Once Jim has been killed, the town creates yet another sort of complicity or contract—the agreement that his death was accidental. It is here that Lardner leads the reader into complicity, as well—guaranteeing fulfillment of the author’s cynical expectations that the worst of human nature will rise to the surface. At best, readers believe, with Whitey, that “Jim was a sucker” for handing his gun over to an inexperienced hunter, and at the worst, they believe he had it coming (May). Through this strategy, Lardner redirects the critical gaze, from the story’s characters to the readers, as a reminder that they are deserving of his critical social commentary.

BIBLIOGRAPHY
Blythe, Hal, and Charlie Sweet. “The Barber of Civility: The Chief Conspirator of Haircut.” Studies in Short Fiction 23 (1986): 450–453.

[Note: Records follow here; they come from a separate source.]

//! Error types for lansync operations.

use thiserror::Error;

/// Errors that can occur during synchronization.
#[derive(Error, Debug)]
pub enum SyncError {
    /// I/O error during read/write operations.
    #[error("I/O error: {0}")]
    Io(#[from] std::io::Error),

    /// Malformed frame on a peer socket: oversized, truncated, or
    /// undecodable payload.
    #[error("Frame error: {0}")]
    Frame(String),

    /// Peer sent a message that violates the session protocol.
    #[error("Protocol violation: {0}")]
    Protocol(String),

    /// A second session for the same peer lost the duplicate tie-break.
    #[error("Duplicate session for peer")]
    DuplicateSession,

    /// A session's bounded send queue overflowed.
    #[error("Send queue overflow")]
    Backpressure,

    /// A delta arrived for a path with no local base file to patch.
    #[error("No base file for delta: {0}")]
    MissingBase(String),

    /// A path that is absolute, escapes the monitored root, or is
    /// otherwise not a valid relative identifier.
    #[error("Invalid path: {0}")]
    InvalidPath(String),

    /// Signature data could not be produced, parsed, or persisted.
    #[error("Signature error: {0}")]
    Signature(String),

    /// Delta computation or application failed.
    #[error("Delta error: {0}")]
    Delta(String),

    /// Filesystem watcher could not be set up or failed at runtime.
    #[error("Watcher error: {0}")]
    Watch(String),

    /// Invalid configuration detected at startup. Fatal.
    #[error("Configuration error: {0}")]
    Config(String),
}

/// Result type for lansync operations.
pub type Result<T> = std::result::Result<T, SyncError>;

impl SyncError {
    /// Whether this error must terminate the session it occurred on.
    ///
    /// Per-message failures (`MissingBase`, `InvalidPath`, apply I/O,
    /// delta mismatches) are dropped and logged; everything else closes
    /// the offending session.
    #[must_use]
    pub fn is_session_fatal(&self) -> bool {
        matches!(
            self,
            Self::Frame(_) | Self::Protocol(_) | Self::DuplicateSession | Self::Backpressure
        )
    }
}

#[cfg(test)]
mod tests {
    use super::*;

    #[test]
    fn error_display_io() {
        let io_err = std::io::Error::new(std::io::ErrorKind::NotFound, "file not found");
        let err = SyncError::Io(io_err);
        assert!(err.to_string().contains("I/O error"));
    }

    #[test]
    fn error_display_frame() {
        let err = SyncError::Frame("length 99 exceeds cap".to_string());
        assert!(err.to_string().contains("Frame error"));
        assert!(err.to_string().contains("exceeds cap"));
    }

    #[test]
    fn error_display_missing_base() {
        let err = SyncError::MissingBase("docs/a.txt".to_string());
        assert!(err.to_string().contains("docs/a.txt"));
    }

    #[test]
    fn error_display_invalid_path() {
        let err = SyncError::InvalidPath("../escape".to_string());
        assert!(err.to_string().contains("Invalid path"));
    }

    #[test]
    fn session_fatal_classification() {
        assert!(SyncError::Frame("x".into()).is_session_fatal());
        assert!(SyncError::Protocol("x".into()).is_session_fatal());
        assert!(SyncError::DuplicateSession.is_session_fatal());
        assert!(SyncError::Backpressure.is_session_fatal());

        assert!(!SyncError::MissingBase("x".into()).is_session_fatal());
        assert!(!SyncError::InvalidPath("x".into()).is_session_fatal());
        assert!(!SyncError::Delta("x".into()).is_session_fatal());
        let io_err = std::io::Error::other("disk");
        assert!(!SyncError::Io(io_err).is_session_fatal());
    }

    #[test]
    fn result_type_ok() {
        let result: Result<i32> = Ok(42);
        assert_eq!(result.unwrap_or(0), 42);
    }
}
pub mod catalog;
pub mod clean;
pub mod coerce;
pub mod db;
pub mod errors;
pub mod facts;
pub mod lookup;
pub mod masters;
pub mod sources;
pub mod xlsx_to_pl;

Brooks, Cleanth, and Robert Penn Warren. Understanding Fiction. New York: Appleton, Century, Crofts, 1959.
Cowlishaw, Brian. “The Reader’s Role in Ring Lardner’s Rhetoric.” Studies in Short Fiction 31, no. 2 (Spring 1994): 207.
Hardwick, Elizabeth. “Ring.” New York Review of Books 1, no. 1, 1963. Gilead, Sarah. “Lardner’s Discourses of Power.” Studies in Short Fiction 22 (1985): 331–337.
May, Charles E. “Lardner’s Haircut.” Explicator 31, no. 9 (1973): 133–135.